■ YOUR INSTRUCTIONS ■
Show every line in the material below in which the string "paths" appears.

■ RECORDS SHOWN ■
use std::sync::{
    atomic::{AtomicBool, Ordering},
    Arc,
};

use async_trait::async_trait;
use camino::Utf8Path;
use futures::future::BoxFuture;
use tokio::task::JoinSet;
use upsync::{CacheDescriptor, FileInfo, LocalNode, Node, RemoteNode, UploadTask};

use super::{
    Delete, DirEntries, Fragments, Init, MkDir, ReadFile, Storage, Upload, WriteFile,
    MAX_DELETE_BATCH,
};
use crate::{join_path, provider::CompareFile, Provider, Shutdown};

/// A [`Provider`] over a storage backend.
///
/// The remote tree is read from a descriptor stored beside the synchronized
/// files, and only listed when the descriptor is missing or unreadable.
/// The descriptor is rewritten on cleanup if anything was mutated.
#[derive(Debug)]
pub struct CacheStorage<S> {
    storage: Arc<S>,
    cache_file: String,
    mutated: AtomicBool,
}

impl<S> CacheStorage<S>
where
    S: Storage,
{
    pub fn new(storage: S, cache_file: impl Into<String>) -> Self {
        Self {
            storage: Arc::new(storage),
            cache_file: cache_file.into(),
            mutated: AtomicBool::new(false),
        }
    }

    pub fn storage(&self) -> &S {
        &self.storage
    }

    pub fn cache_file(&self) -> &str {
        &self.cache_file
    }

    /// Whether a mutating call was issued since creation
    pub fn is_mutated(&self) -> bool {
        self.mutated.load(Ordering::Acquire)
    }

    fn set_mutated(&self) {
        self.mutated.store(true, Ordering::Release);
    }

    /// Read the remote tree from the descriptor.
    /// Any failure is reported as [`upsync::Error::Cache`].
    pub async fn load_cache(&self) -> upsync::Result<RemoteNode> {
        let bytes = self
            .storage
            .read_file(&self.cache_file)
            .await
            .map_err(|err| upsync::cache_error!("reading {}: {err}", self.cache_file))?
            .ok_or_else(|| upsync::cache_error!("{} not found", self.cache_file))?;
        CacheDescriptor::parse(&bytes)
    }

    /// Read the remote tree from a full listing.
    pub async fn populate_from_entries(&self) -> upsync::Result<RemoteNode> {
        let children = populate_recurse(String::new(), self.storage.clone()).await?;
        let children = children
            .into_iter()
            .filter(|c| c.name() != self.cache_file)
            .collect();
        Node::root(children)
    }
}

fn populate_recurse<S>(dir: String, storage: Arc<S>) -> BoxFuture<'static, upsync::Result<Vec<Node>>>
where
    S: DirEntries + Send + Sync + 'static,
{
    Box::pin(async move {
        let entries = storage.dir_entries(&dir).await?;

        let mut children = Vec::with_capacity(entries.len());
        let mut set = JoinSet::new();

        for entry in entries {
            if entry.is_file() {
                children.push(entry);
                continue;
            }
            let storage = storage.clone();
            let path = join_path(&dir, entry.name());
            set.spawn(async move {
                let grand_children = populate_recurse(path, storage).await?;
                Node::directory(entry.name(), grand_children)
            });
        }

        while let Some(res) = set.join_next().await {
            let node = res.map_err(|err| upsync::other_error!("listing task failed: {err}"))??;
            children.push(node);
        }
        children.sort_unstable_by(|a, b| a.name().cmp(b.name()));
        Ok(children)
    })
}

impl<S> CompareFile for CacheStorage<S>
where
    S: Storage,
{
    fn compare_file(&self, remote: &FileInfo, local: &FileInfo, rel_path: &str) -> bool {
        self.storage.compare_file(remote, local, rel_path)
    }
}

#[async_trait]
impl<S> Provider for CacheStorage<S>
where
    S: Storage,
{
    fn name(&self) -> String {
        self.storage.name()
    }

    async fn init(&self, local_root: &Utf8Path) -> upsync::Result<()> {
        log::info!("synchronizing {local_root} to {}", self.storage.name());
        self.storage.init().await
    }

    async fn list_all(&self) -> upsync::Result<RemoteNode> {
        match self.load_cache().await {
            Ok(tree) => {
                log::info!("remote state read from {}", self.cache_file);
                Ok(tree)
            }
            Err(err) => {
                log::info!("{err}, listing {}", self.storage.name());
                self.populate_from_entries().await
            }
        }
    }

    async fn delete_files(&self, paths: &[String]) -> upsync::Result<()> {
        for chunk in paths.chunks(MAX_DELETE_BATCH) {
            for path in chunk {
                log::info!("delete {path}");
            }
            self.set_mutated();
            self.storage.delete_files(chunk).await?;
        }
        Ok(())
    }

    async fn delete_directories(&self, paths: &[String]) -> upsync::Result<()> {
        for path in paths {
            log::info!("rmdir {path}");
            self.set_mutated();
            self.storage.delete_dir(path).await?;
        }
        Ok(())
    }

    async fn upload(&self, task: &UploadTask) -> upsync::Result<()> {
        log::info!("upload {}", task.remote_path);
        self.set_mutated();
        self.storage.upload(task).await
    }

    async fn make_directory(&self, path: &str) -> upsync::Result<()> {
        log::info!("mkdir {path}");
        self.set_mutated();
        self.storage.mkdir(path).await
    }

    async fn list_fragments(&self) -> upsync::Result<Vec<String>> {
        self.storage.fragments().await
    }

    async fn cleanup(&self, local: &LocalNode) -> upsync::Result<()> {
        if self.is_mutated() {
            let bytes = CacheDescriptor::to_bytes(local)?;
            log::info!("rewriting {}", self.cache_file);
            // missing files are not an error
            self.storage
                .delete_files(std::slice::from_ref(&self.cache_file))
                .await?;
            self.storage.write_file(&self.cache_file, bytes).await?;
        } else {
            log::info!("nothing changed, {} left untouched", self.cache_file);
        }
        self.storage.shutdown().await
    }
}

■ EXERCISE RESULT ■
    async fn delete_files(&self, paths: &[String]) -> upsync::Result<()> {
        for chunk in paths.chunks(MAX_DELETE_BATCH) {
    async fn delete_directories(&self, paths: &[String]) -> upsync::Result<()> {
        for path in paths {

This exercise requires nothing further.